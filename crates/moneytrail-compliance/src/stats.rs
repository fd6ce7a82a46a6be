//! Descriptive statistics used by the detectors.

/// Arithmetic mean, `None` for an empty slice.
pub fn mean(values: &[f64]) -> Option<f64> {
    if values.is_empty() {
        return None;
    }
    Some(values.iter().sum::<f64>() / values.len() as f64)
}

/// Population standard deviation (divides by `n`).
pub fn population_std(values: &[f64]) -> Option<f64> {
    let m = mean(values)?;
    let variance = values.iter().map(|v| (v - m).powi(2)).sum::<f64>() / values.len() as f64;
    Some(variance.sqrt())
}

/// Quantile with linear interpolation between closest ranks.
///
/// `sorted` must be in ascending order; `q` is clamped to `[0, 1]`.
pub fn quantile_sorted(sorted: &[f64], q: f64) -> Option<f64> {
    if sorted.is_empty() {
        return None;
    }
    let pos = q.clamp(0.0, 1.0) * (sorted.len() - 1) as f64;
    let lower = pos.floor() as usize;
    let upper = pos.ceil() as usize;
    let frac = pos - lower as f64;
    Some(sorted[lower] + (sorted[upper] - sorted[lower]) * frac)
}

/// Sorted copy of `values` in `f64::total_cmp` order.
pub fn sorted(values: impl IntoIterator<Item = f64>) -> Vec<f64> {
    let mut out: Vec<f64> = values.into_iter().collect();
    out.sort_by(|a, b| a.total_cmp(b));
    out
}
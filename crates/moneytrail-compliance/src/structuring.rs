//! Structuring (value fractionation) detection.
//!
//! Transfers are grouped by sender and calendar day. A group of three or
//! more near-uniform amounts whose sum exceeds the reporting threshold is
//! the classic signature of a large transfer split to stay under it.

use crate::stats;
use crate::types::StructuringAlert;
use async_trait::async_trait;
use chrono::NaiveDate;
use moneytrail_core::{
    analyzer::AnalyzerMetadata,
    domain::Domain,
    error::{AnalysisError, Result},
    risk::RiskLevel,
    traits::{Analyzer, BatchAnalyzer},
    transaction::TransactionRecord,
};
use std::collections::BTreeMap;
use std::sync::Arc;

/// Minimum group size for a structuring alert.
pub const MIN_GROUP_SIZE: usize = 3;

/// Day key of a transfer group. Undated transfers sort after every day.
#[derive(Debug, Clone, Copy, PartialEq, Eq, PartialOrd, Ord)]
enum DateBucket {
    Day(NaiveDate),
    Undated,
}

impl DateBucket {
    fn of(record: &TransactionRecord) -> Self {
        record
            .timestamp
            .map_or(DateBucket::Undated, |ts| DateBucket::Day(ts.date()))
    }

    fn date(self) -> Option<NaiveDate> {
        match self {
            DateBucket::Day(date) => Some(date),
            DateBucket::Undated => None,
        }
    }
}

/// Structuring detector.
#[derive(Debug, Clone)]
pub struct StructuringDetector {
    metadata: AnalyzerMetadata,
    threshold: f64,
    tolerance: f64,
}

impl StructuringDetector {
    /// Create a detector with the default threshold (10000) and tolerance (0.1).
    #[must_use]
    pub fn new() -> Self {
        Self {
            metadata: AnalyzerMetadata::new("compliance/structuring", Domain::Compliance)
                .with_description("Same-day near-uniform transfers summing above a threshold"),
            threshold: 10_000.0,
            tolerance: 0.1,
        }
    }

    /// Set the reporting threshold and coefficient-of-variation tolerance.
    #[must_use]
    pub fn with_params(mut self, threshold: f64, tolerance: f64) -> Self {
        self.threshold = threshold;
        self.tolerance = tolerance;
        self
    }

    /// Detect structuring groups.
    ///
    /// Output is ordered by sender id, then day, undated groups last.
    pub fn detect(
        transactions: &[TransactionRecord],
        threshold: f64,
        tolerance: f64,
    ) -> Vec<StructuringAlert> {
        let mut groups: BTreeMap<(&str, DateBucket), Vec<f64>> = BTreeMap::new();
        for record in transactions {
            groups
                .entry((record.source(), DateBucket::of(record)))
                .or_default()
                .push(record.amount);
        }

        let mut alerts = Vec::new();
        for ((entity_id, bucket), values) in groups {
            if values.len() < MIN_GROUP_SIZE {
                continue;
            }
            let (Some(avg_value), Some(std_value)) =
                (stats::mean(&values), stats::population_std(&values))
            else {
                continue;
            };
            if avg_value == 0.0 {
                continue;
            }

            let coefficient_of_variation = std_value / avg_value;
            let total_value: f64 = values.iter().sum();
            if coefficient_of_variation >= tolerance || total_value <= threshold {
                continue;
            }

            let risk_level = if total_value > 2.0 * threshold {
                RiskLevel::High
            } else {
                RiskLevel::Medium
            };

            alerts.push(StructuringAlert {
                entity_id: entity_id.to_string(),
                date: bucket.date(),
                transaction_count: values.len(),
                values,
                total_value,
                avg_value,
                std_value,
                coefficient_of_variation,
                risk_level,
            });
        }

        tracing::debug!(
            transactions = transactions.len(),
            alerts = alerts.len(),
            threshold,
            tolerance,
            "Structuring detection complete"
        );
        alerts
    }
}

impl Default for StructuringDetector {
    fn default() -> Self {
        Self::new()
    }
}

impl Analyzer for StructuringDetector {
    fn metadata(&self) -> &AnalyzerMetadata {
        &self.metadata
    }

    fn validate(&self) -> Result<()> {
        if !(self.threshold.is_finite() && self.threshold >= 0.0) {
            return Err(AnalysisError::config("structuring threshold must be non-negative"));
        }
        if !(self.tolerance.is_finite() && self.tolerance > 0.0) {
            return Err(AnalysisError::config("structuring tolerance must be positive"));
        }
        Ok(())
    }
}

#[async_trait]
impl BatchAnalyzer<Arc<[TransactionRecord]>, Vec<StructuringAlert>> for StructuringDetector {
    async fn execute(&self, input: Arc<[TransactionRecord]>) -> Result<Vec<StructuringAlert>> {
        self.validate()?;
        Ok(Self::detect(&input, self.threshold, self.tolerance))
    }
}
impl LabelPropagation {
    /// Create a new label propagation strategy.
    #[must_use]
    pub fn new() -> Self {
        Self {
            metadata: AnalyzerMetadata::new("graph/label-propagation", Domain::GraphAnalytics)
                .with_description("Label propagation community detection"),
            max_iterations: MAX_LABEL_PASSES,
        }
    }

    fn run(&self, adj: &[Vec<(NodeId, f64)>]) -> Vec<usize> {
        let n = adj.len();
        let mut labels: Vec<usize> = (0..n).collect();

        for _ in 0..self.max_iterations {
            let mut changed = false;

            for node in 0..n {
                let mut label_counts: BTreeMap<usize, usize> = BTreeMap::new();
                for &(neighbor, _) in &adj[node] {
                    *label_counts.entry(labels[neighbor]).or_insert(0) += 1;
                }

                // BTreeMap iterates labels ascending; keep the first maximum
                let mut best: Option<(usize, usize)> = None;
                for (&label, &count) in &label_counts {
                    if best.map_or(true, |(_, c)| count > c) {
                        best = Some((label, count));
                    }
                }

                if let Some((best_label, _)) = best {
                    if labels[node] != best_label {
                        labels[node] = best_label;
                        changed = true;
                    }
                }
            }

            if !changed {
                break;
            }
        }

        labels
    }
}

impl Default for LabelPropagation {
    fn default() -> Self {
        Self::new()
    }
}

impl Analyzer for LabelPropagation {
    fn metadata(&self) -> &AnalyzerMetadata {
        &self.metadata
    }
}

impl CommunityStrategy for LabelPropagation {
    fn name(&self) -> &'static str {
        "label_propagation"
    }

    fn partition(&self, graph: &EntityGraph) -> Partition {
        let weighted = WeightedGraph::from_entity_graph(graph);
        let labels = self.run(&weighted.adj);
        Partition::from_labels(graph, &weighted, &labels)
    }
}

---

» **WHAT YOU HAVE TO DO**: Beginning with the line containing "threshold must be" in the material above, copy every line exactly until you have copied the line containing "impl Default for LabelPropagation".

» **TASK SOLUTION**:
            return Err(AnalysisError::config("structuring threshold must be non-negative"));
        }
        if !(self.tolerance.is_finite() && self.tolerance > 0.0) {
            return Err(AnalysisError::config("structuring tolerance must be positive"));
        }
        Ok(())
    }
}

#[async_trait]
impl BatchAnalyzer<Arc<[TransactionRecord]>, Vec<StructuringAlert>> for StructuringDetector {
    async fn execute(&self, input: Arc<[TransactionRecord]>) -> Result<Vec<StructuringAlert>> {
        self.validate()?;
        Ok(Self::detect(&input, self.threshold, self.tolerance))
    }
}
impl LabelPropagation {
    /// Create a new label propagation strategy.
    #[must_use]
    pub fn new() -> Self {
        Self {
            metadata: AnalyzerMetadata::new("graph/label-propagation", Domain::GraphAnalytics)
                .with_description("Label propagation community detection"),
            max_iterations: MAX_LABEL_PASSES,
        }
    }

    fn run(&self, adj: &[Vec<(NodeId, f64)>]) -> Vec<usize> {
        let n = adj.len();
        let mut labels: Vec<usize> = (0..n).collect();

        for _ in 0..self.max_iterations {
            let mut changed = false;

            for node in 0..n {
                let mut label_counts: BTreeMap<usize, usize> = BTreeMap::new();
                for &(neighbor, _) in &adj[node] {
                    *label_counts.entry(labels[neighbor]).or_insert(0) += 1;
                }

                // BTreeMap iterates labels ascending; keep the first maximum
                let mut best: Option<(usize, usize)> = None;
                for (&label, &count) in &label_counts {
                    if best.map_or(true, |(_, c)| count > c) {
                        best = Some((label, count));
                    }
                }

                if let Some((best_label, _)) = best {
                    if labels[node] != best_label {
                        labels[node] = best_label;
                        changed = true;
                    }
                }
            }

            if !changed {
                break;
            }
        }

        labels
    }
}

impl Default for LabelPropagation {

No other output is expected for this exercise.